With hardware, we are relying on the use of both faster 
machines (e.g., 486-based PC) and more hardware (off-the- 
shelf boards) serving as compute engines to the PC. 
3.1 Algorithms/Software Implementations 
Rapid match 
The single most important factor in achieving a real 
time implementation is the use of rapid match to reduce 
computation during recognition. As described earlier, rapid 
match is used to compute a relatively short list of likely 
word candidates that are likely to start at a given frame in the 
speech input. Thus instead of seeding the entire vocabulary 
(or close to it), only those words that are returned by the 
Rapid Matcher are seeded. 
Profile and optimize in C 
Alternatively, we also invested in profiling the 
recognition program and getting a report of the amount of 
time spent in each routine, sorted in decreasing order, so that 
the first routine on this profiling report is the most time 
consuming one. Then, if possible, a rewrite of this routine 
or parts of it with efficiency as the objective is performed. 

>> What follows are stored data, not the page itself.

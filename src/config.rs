//! Configuration for manifest extraction runs

use std::path::Path;

use anyhow::Context;
use serde::Deserialize;

use crate::file_types::ConfigFormat;

/// Default size limit for a single manifest (1 MiB)
const DEFAULT_MAX_FILE_SIZE: u64 = 1024 * 1024;

/// Directories that hold vendored or generated dependencies, not manifests of the project
const DEFAULT_IGNORE: [&str; 3] = ["**/node_modules/**", "**/vendor/**", "**/.git/**"];

/// Extraction configuration
#[derive(Debug, Clone, Deserialize, Default)]
#[serde(default)]
pub struct Config {
    /// Input bounds
    pub limits: LimitsConfig,
    /// Format selection
    pub formats: FormatsConfig,
    /// Directory scan settings
    pub scan: ScanConfig,
}

/// Input size limits applied before parsing
#[derive(Debug, Clone, Deserialize)]
#[serde(default)]
pub struct LimitsConfig {
    /// Files larger than this many bytes are skipped
    pub max_file_size: u64,
}

impl Default for LimitsConfig {
    fn default() -> Self {
        Self {
            max_file_size: DEFAULT_MAX_FILE_SIZE,
        }
    }
}

/// Format selection
#[derive(Debug, Clone, Deserialize, Default)]
#[serde(default)]
pub struct FormatsConfig {
    /// Formats the registry never dispatches to
    pub disabled: Vec<ConfigFormat>,
}

/// Directory scan settings
#[derive(Debug, Clone, Deserialize)]
#[serde(default)]
pub struct ScanConfig {
    /// Repository-relative paths to skip (glob patterns)
    pub ignore: Vec<String>,
    /// Owning project, attached to log events
    pub project_id: Option<String>,
}

impl Default for ScanConfig {
    fn default() -> Self {
        Self {
            ignore: DEFAULT_IGNORE.iter().map(|p| p.to_string()).collect(),
            project_id: None,
        }
    }
}

impl FormatsConfig {
    pub fn is_enabled(&self, format: ConfigFormat) -> bool {
        !self.disabled.contains(&format)
    }
}

impl Config {
    /// Build configuration from a JSON value, falling back to defaults when it
    /// is missing or malformed.
    pub fn from_json_value(value: Option<serde_json::Value>) -> Self {
        match value {
            Some(value) => serde_json::from_value(value).unwrap_or_default(),
            None => Self::default(),
        }
    }

    /// Load configuration from a TOML file, or from a JSON file when the path
    /// ends in `.json`.
    ///
    /// JSON documents go through [`Config::from_json_value`], so only a syntax
    /// error is reported; a document of the wrong shape yields the defaults.
    pub fn load(path: &Path) -> anyhow::Result<Self> {
        let content = std::fs::read_to_string(path)
            .with_context(|| format!("failed to read config file {}", path.display()))?;

        if path.extension().is_some_and(|ext| ext == "json") {
            let value = serde_json::from_str(&content)
                .with_context(|| format!("failed to parse config file {}", path.display()))?;
            return Ok(Self::from_json_value(Some(value)));
        }

        toml::from_str(&content)
            .with_context(|| format!("failed to parse config file {}", path.display()))
    }
}

#[cfg(test)]
mod tests {
    use super::*;
    use serde_json::json;

    #[test]
    fn test_default_config() {
        let config = Config::default();
        assert_eq!(config.limits.max_file_size, DEFAULT_MAX_FILE_SIZE);
        assert!(config.formats.disabled.is_empty());
        assert_eq!(config.scan.ignore, DEFAULT_IGNORE);
        assert!(config.scan.project_id.is_none());
    }

    #[test]
    fn test_parse_from_json() {
        let json = json!({
            "limits": {
                "max_file_size": 4096
            },
            "formats": {
                "disabled": ["python_pip", "ruby_gems_lock"]
            },
            "scan": {
                "ignore": ["third_party/**"],
                "project_id": "42"
            }
        });

        let config = Config::from_json_value(Some(json));
        assert_eq!(config.limits.max_file_size, 4096);
        assert_eq!(
            config.formats.disabled,
            vec![ConfigFormat::PythonPip, ConfigFormat::RubyGemsLock]
        );
        assert!(!config.formats.is_enabled(ConfigFormat::PythonPip));
        assert!(config.formats.is_enabled(ConfigFormat::GoModules));
        assert_eq!(config.scan.ignore, vec!["third_party/**"]);
        assert_eq!(config.scan.project_id.as_deref(), Some("42"));
    }

    #[test]
    fn test_partial_config() {
        let json = json!({
            "scan": {
                "project_id": "7"
            }
        });

        let config = Config::from_json_value(Some(json));
        assert_eq!(config.scan.project_id.as_deref(), Some("7"));
        // Other fields should use defaults
        assert_eq!(config.scan.ignore, DEFAULT_IGNORE);
        assert_eq!(config.limits.max_file_size, DEFAULT_MAX_FILE_SIZE);
    }

    #[test]
    fn test_from_json_value_none() {
        let config = Config::from_json_value(None);
        assert_eq!(config.limits.max_file_size, DEFAULT_MAX_FILE_SIZE);
    }

    #[test]
    fn test_from_json_value_invalid_json() {
        let config = Config::from_json_value(Some(json!("invalid")));
        assert_eq!(config.limits.max_file_size, DEFAULT_MAX_FILE_SIZE);

        // Unknown format ids make the whole value invalid
        let config = Config::from_json_value(Some(json!({"formats": {"disabled": ["cargo"]}})));
        assert!(config.formats.disabled.is_empty());
    }

    #[test]
    fn test_load_toml() {
        let dir = tempfile::tempdir().unwrap();
        let path = dir.path().join("manifest-libs.toml");
        std::fs::write(
            &path,
            r#"
[limits]
max_file_size = 2048

[formats]
disabled = ["java_gradle"]
"#,
        )
        .unwrap();

        let config = Config::load(&path).unwrap();
        assert_eq!(config.limits.max_file_size, 2048);
        assert_eq!(config.formats.disabled, vec![ConfigFormat::JavaGradle]);
        assert_eq!(config.scan.ignore, DEFAULT_IGNORE);
    }

    #[test]
    fn test_load_json() {
        let dir = tempfile::tempdir().unwrap();
        let path = dir.path().join("manifest-libs.json");
        std::fs::write(
            &path,
            r#"{"formats": {"disabled": ["c_conan_py", "c_conan_txt"]}, "scan": {"project_id": "99"}}"#,
        )
        .unwrap();

        let config = Config::load(&path).unwrap();
        assert_eq!(
            config.formats.disabled,
            vec![ConfigFormat::CConanPy, ConfigFormat::CConanTxt]
        );
        assert_eq!(config.scan.project_id.as_deref(), Some("99"));
        assert_eq!(config.limits.max_file_size, DEFAULT_MAX_FILE_SIZE);

        // Wrong shape falls back to defaults, broken syntax is an error
        std::fs::write(&path, r#"{"limits": {"max_file_size": "big"}}"#).unwrap();
        assert_eq!(
            Config::load(&path).unwrap().limits.max_file_size,
            DEFAULT_MAX_FILE_SIZE
        );
        std::fs::write(&path, "{\"limits\": ").unwrap();
        assert!(Config::load(&path).is_err());
    }

    #[test]
    fn test_load_errors() {
        let dir = tempfile::tempdir().unwrap();
        assert!(Config::load(&dir.path().join("missing.toml")).is_err());

        let path = dir.path().join("bad.toml");
        std::fs::write(&path, "[limits\nmax_file_size = ").unwrap();
        assert!(Config::load(&path).is_err());
    }
}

This is done for the top few routines on the list (which 
usually account for a significant percentage of the total 
computation). The entire procedure is then repeated. 
Assembly language code 
Once in a while, as deemed necessary and appropriate, an 
entire C routine is rewritten in assembly code. Currently, 
only a few routines have been rewritten this way, which are 
all routines of the Rapid Marcher. 
3.2 Hardware Implementations 
A second part of our strategy is to let advances in the 
technology of manufacturing PCs help in solving the 
computation problem in continuous speech recognition. 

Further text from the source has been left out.